[Stored items]
··········
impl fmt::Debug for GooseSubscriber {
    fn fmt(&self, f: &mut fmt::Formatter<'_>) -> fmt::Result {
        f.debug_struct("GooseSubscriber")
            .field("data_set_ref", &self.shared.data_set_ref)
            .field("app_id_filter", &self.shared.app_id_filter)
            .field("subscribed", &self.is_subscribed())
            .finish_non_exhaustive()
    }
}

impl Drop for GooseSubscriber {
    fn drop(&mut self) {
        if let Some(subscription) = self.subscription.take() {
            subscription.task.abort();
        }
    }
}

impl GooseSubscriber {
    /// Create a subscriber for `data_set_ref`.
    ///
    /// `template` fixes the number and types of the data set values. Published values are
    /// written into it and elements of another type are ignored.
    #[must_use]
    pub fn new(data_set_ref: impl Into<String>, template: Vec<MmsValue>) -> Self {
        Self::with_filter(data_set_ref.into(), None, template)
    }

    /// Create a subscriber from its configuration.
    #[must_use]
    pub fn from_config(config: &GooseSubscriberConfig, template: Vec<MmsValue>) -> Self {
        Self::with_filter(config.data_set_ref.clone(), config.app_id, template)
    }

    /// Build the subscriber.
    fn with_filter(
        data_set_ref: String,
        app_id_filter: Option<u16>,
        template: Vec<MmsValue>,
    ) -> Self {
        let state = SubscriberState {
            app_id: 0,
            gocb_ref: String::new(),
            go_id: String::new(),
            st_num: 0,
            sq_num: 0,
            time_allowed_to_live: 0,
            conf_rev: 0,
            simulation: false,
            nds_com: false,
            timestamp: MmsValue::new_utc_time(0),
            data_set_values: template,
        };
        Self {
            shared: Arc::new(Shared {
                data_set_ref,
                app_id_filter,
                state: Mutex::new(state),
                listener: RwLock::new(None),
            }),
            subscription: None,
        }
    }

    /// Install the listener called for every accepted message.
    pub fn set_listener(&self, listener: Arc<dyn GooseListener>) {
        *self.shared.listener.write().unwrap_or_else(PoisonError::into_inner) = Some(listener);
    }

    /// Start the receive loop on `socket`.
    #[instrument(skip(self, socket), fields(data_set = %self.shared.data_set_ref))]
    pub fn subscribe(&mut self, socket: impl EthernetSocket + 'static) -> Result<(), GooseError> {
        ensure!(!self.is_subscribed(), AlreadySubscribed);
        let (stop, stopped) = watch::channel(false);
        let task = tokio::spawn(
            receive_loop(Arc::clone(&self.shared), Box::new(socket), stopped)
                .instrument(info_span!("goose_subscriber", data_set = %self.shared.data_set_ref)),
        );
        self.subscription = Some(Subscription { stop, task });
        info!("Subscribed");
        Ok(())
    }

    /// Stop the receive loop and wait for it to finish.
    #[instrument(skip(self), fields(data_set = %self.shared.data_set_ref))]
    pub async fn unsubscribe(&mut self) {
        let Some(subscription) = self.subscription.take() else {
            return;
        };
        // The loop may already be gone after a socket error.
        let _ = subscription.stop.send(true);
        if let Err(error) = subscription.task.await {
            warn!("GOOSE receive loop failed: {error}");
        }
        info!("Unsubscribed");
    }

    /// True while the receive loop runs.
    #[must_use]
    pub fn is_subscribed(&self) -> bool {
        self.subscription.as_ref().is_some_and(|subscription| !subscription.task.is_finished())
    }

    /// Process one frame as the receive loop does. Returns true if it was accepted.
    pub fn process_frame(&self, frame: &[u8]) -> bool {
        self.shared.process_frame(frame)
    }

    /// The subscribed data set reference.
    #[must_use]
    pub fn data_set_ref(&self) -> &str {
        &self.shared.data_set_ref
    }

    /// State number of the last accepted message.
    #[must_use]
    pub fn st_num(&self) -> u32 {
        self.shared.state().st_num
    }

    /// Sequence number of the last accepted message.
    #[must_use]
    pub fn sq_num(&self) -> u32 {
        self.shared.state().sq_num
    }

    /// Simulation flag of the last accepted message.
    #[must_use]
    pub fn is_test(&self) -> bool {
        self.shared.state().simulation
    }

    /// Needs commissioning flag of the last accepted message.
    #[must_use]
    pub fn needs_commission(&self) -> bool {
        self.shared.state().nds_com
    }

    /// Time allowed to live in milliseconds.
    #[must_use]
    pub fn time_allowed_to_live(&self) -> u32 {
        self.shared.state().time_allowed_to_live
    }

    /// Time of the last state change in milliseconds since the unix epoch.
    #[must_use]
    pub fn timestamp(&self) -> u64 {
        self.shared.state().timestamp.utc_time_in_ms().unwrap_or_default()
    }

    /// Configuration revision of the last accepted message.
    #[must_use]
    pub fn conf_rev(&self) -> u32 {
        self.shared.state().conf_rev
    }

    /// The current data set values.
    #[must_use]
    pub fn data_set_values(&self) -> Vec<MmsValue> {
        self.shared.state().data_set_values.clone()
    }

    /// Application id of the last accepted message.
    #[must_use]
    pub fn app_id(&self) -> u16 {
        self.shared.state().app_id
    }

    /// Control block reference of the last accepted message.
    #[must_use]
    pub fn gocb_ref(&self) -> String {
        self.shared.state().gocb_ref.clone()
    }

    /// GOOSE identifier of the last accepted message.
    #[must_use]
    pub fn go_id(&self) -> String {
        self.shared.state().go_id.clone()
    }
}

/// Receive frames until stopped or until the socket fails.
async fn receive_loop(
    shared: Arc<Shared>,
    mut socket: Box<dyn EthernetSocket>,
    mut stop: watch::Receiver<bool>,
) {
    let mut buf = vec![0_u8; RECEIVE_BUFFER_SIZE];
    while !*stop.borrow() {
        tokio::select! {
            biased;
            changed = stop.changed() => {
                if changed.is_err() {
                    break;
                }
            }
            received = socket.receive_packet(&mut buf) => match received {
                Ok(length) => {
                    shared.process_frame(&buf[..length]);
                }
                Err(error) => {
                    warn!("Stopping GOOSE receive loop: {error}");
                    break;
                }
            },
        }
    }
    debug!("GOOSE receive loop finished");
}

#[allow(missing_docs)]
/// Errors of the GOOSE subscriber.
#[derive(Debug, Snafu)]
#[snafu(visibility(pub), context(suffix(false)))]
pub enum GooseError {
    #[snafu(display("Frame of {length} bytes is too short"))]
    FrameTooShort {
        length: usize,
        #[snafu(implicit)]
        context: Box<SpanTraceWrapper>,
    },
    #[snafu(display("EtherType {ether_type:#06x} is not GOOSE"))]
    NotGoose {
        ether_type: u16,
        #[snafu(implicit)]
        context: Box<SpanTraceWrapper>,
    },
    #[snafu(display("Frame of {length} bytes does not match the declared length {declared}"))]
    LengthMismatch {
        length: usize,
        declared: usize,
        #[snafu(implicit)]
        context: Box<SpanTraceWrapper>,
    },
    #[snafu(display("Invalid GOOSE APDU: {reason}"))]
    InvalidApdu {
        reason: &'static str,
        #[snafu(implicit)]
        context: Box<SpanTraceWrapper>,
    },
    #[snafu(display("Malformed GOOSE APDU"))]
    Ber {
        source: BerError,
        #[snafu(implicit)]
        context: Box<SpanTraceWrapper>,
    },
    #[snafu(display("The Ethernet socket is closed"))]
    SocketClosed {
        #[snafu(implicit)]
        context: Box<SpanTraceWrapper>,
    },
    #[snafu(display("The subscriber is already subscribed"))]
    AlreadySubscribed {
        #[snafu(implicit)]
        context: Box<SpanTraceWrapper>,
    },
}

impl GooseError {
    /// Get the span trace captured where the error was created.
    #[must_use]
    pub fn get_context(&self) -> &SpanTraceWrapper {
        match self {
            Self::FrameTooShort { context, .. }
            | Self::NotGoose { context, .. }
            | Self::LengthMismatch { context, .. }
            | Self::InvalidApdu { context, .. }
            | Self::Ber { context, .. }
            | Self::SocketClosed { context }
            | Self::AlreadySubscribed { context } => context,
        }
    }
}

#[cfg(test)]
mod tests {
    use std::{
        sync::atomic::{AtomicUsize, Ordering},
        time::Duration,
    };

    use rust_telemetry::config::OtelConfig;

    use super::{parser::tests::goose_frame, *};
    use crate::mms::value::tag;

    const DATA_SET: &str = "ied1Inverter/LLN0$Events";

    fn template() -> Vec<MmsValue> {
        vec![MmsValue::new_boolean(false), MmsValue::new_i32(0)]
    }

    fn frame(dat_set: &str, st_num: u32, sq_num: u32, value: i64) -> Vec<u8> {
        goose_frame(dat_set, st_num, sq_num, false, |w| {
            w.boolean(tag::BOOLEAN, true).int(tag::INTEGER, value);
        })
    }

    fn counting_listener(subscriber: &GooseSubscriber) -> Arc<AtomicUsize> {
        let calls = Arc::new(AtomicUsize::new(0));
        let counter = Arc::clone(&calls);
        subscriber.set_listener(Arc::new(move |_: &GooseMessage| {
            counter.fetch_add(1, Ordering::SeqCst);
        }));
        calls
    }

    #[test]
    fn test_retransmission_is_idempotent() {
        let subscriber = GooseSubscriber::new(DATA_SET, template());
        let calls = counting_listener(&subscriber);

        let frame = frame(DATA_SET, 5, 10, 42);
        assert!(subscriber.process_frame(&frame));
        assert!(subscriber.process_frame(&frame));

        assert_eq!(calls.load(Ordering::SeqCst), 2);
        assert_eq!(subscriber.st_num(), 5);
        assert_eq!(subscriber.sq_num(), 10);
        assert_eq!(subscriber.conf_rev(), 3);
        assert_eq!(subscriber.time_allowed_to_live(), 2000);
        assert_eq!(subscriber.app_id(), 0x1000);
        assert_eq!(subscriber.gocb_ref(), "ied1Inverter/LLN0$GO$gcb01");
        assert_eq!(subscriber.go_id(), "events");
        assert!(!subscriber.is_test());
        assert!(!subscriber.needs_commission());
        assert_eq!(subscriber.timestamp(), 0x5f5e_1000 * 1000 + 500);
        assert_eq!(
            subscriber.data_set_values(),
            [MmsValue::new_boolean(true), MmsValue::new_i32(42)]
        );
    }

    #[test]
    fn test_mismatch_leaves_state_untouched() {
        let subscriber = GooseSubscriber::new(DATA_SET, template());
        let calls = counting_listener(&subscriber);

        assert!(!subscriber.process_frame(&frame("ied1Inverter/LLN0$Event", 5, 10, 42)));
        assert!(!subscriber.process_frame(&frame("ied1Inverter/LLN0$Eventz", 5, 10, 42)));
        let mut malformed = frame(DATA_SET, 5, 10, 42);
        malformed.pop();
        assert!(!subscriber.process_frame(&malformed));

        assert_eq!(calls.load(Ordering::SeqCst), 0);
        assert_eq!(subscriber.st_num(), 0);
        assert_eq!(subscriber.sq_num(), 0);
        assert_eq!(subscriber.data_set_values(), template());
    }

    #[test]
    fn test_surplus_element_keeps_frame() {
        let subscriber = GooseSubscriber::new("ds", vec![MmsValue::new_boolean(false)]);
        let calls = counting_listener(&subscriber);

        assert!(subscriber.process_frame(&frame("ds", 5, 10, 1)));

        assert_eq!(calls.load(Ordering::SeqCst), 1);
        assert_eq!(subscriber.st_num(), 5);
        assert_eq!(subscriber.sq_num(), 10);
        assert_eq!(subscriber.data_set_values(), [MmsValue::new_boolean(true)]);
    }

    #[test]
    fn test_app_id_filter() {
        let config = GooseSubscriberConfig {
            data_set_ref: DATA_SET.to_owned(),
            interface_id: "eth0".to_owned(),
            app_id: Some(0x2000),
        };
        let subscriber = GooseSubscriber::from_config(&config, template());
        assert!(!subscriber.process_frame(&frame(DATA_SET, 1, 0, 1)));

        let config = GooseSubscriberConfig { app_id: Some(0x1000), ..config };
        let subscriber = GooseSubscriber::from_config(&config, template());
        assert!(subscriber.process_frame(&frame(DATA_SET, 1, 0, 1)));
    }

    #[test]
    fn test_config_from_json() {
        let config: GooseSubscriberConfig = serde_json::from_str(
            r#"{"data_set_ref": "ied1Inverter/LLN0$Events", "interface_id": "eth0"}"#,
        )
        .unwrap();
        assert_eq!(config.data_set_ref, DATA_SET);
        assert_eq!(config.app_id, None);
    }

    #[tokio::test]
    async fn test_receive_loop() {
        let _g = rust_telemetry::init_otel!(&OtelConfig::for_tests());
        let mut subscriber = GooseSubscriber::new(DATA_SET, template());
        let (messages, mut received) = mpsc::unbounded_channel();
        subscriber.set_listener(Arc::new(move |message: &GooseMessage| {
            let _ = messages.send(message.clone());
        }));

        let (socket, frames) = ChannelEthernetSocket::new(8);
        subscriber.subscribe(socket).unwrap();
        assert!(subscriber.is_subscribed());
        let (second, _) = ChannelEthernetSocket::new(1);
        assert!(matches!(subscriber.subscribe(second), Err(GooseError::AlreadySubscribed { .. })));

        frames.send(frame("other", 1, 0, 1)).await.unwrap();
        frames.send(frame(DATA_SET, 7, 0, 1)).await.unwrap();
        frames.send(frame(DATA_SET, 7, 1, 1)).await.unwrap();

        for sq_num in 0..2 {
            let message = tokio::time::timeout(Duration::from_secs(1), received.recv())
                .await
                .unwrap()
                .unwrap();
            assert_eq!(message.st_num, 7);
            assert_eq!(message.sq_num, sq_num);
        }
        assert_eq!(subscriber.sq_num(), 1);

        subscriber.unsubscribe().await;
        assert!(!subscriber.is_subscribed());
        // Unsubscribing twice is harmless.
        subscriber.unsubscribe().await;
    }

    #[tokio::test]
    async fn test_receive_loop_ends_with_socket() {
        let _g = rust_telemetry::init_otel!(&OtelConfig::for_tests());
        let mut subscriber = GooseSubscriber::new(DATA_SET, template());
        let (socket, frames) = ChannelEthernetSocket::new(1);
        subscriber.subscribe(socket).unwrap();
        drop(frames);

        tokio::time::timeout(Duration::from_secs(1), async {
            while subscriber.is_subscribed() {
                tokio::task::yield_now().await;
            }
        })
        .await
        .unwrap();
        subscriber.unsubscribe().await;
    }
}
··········
Each line that holds the word "while" should be extracted from the records.

RESULT OF THIS TASK
    /// True while the receive loop runs.
    while !*stop.borrow() {
            while subscriber.is_subscribed() {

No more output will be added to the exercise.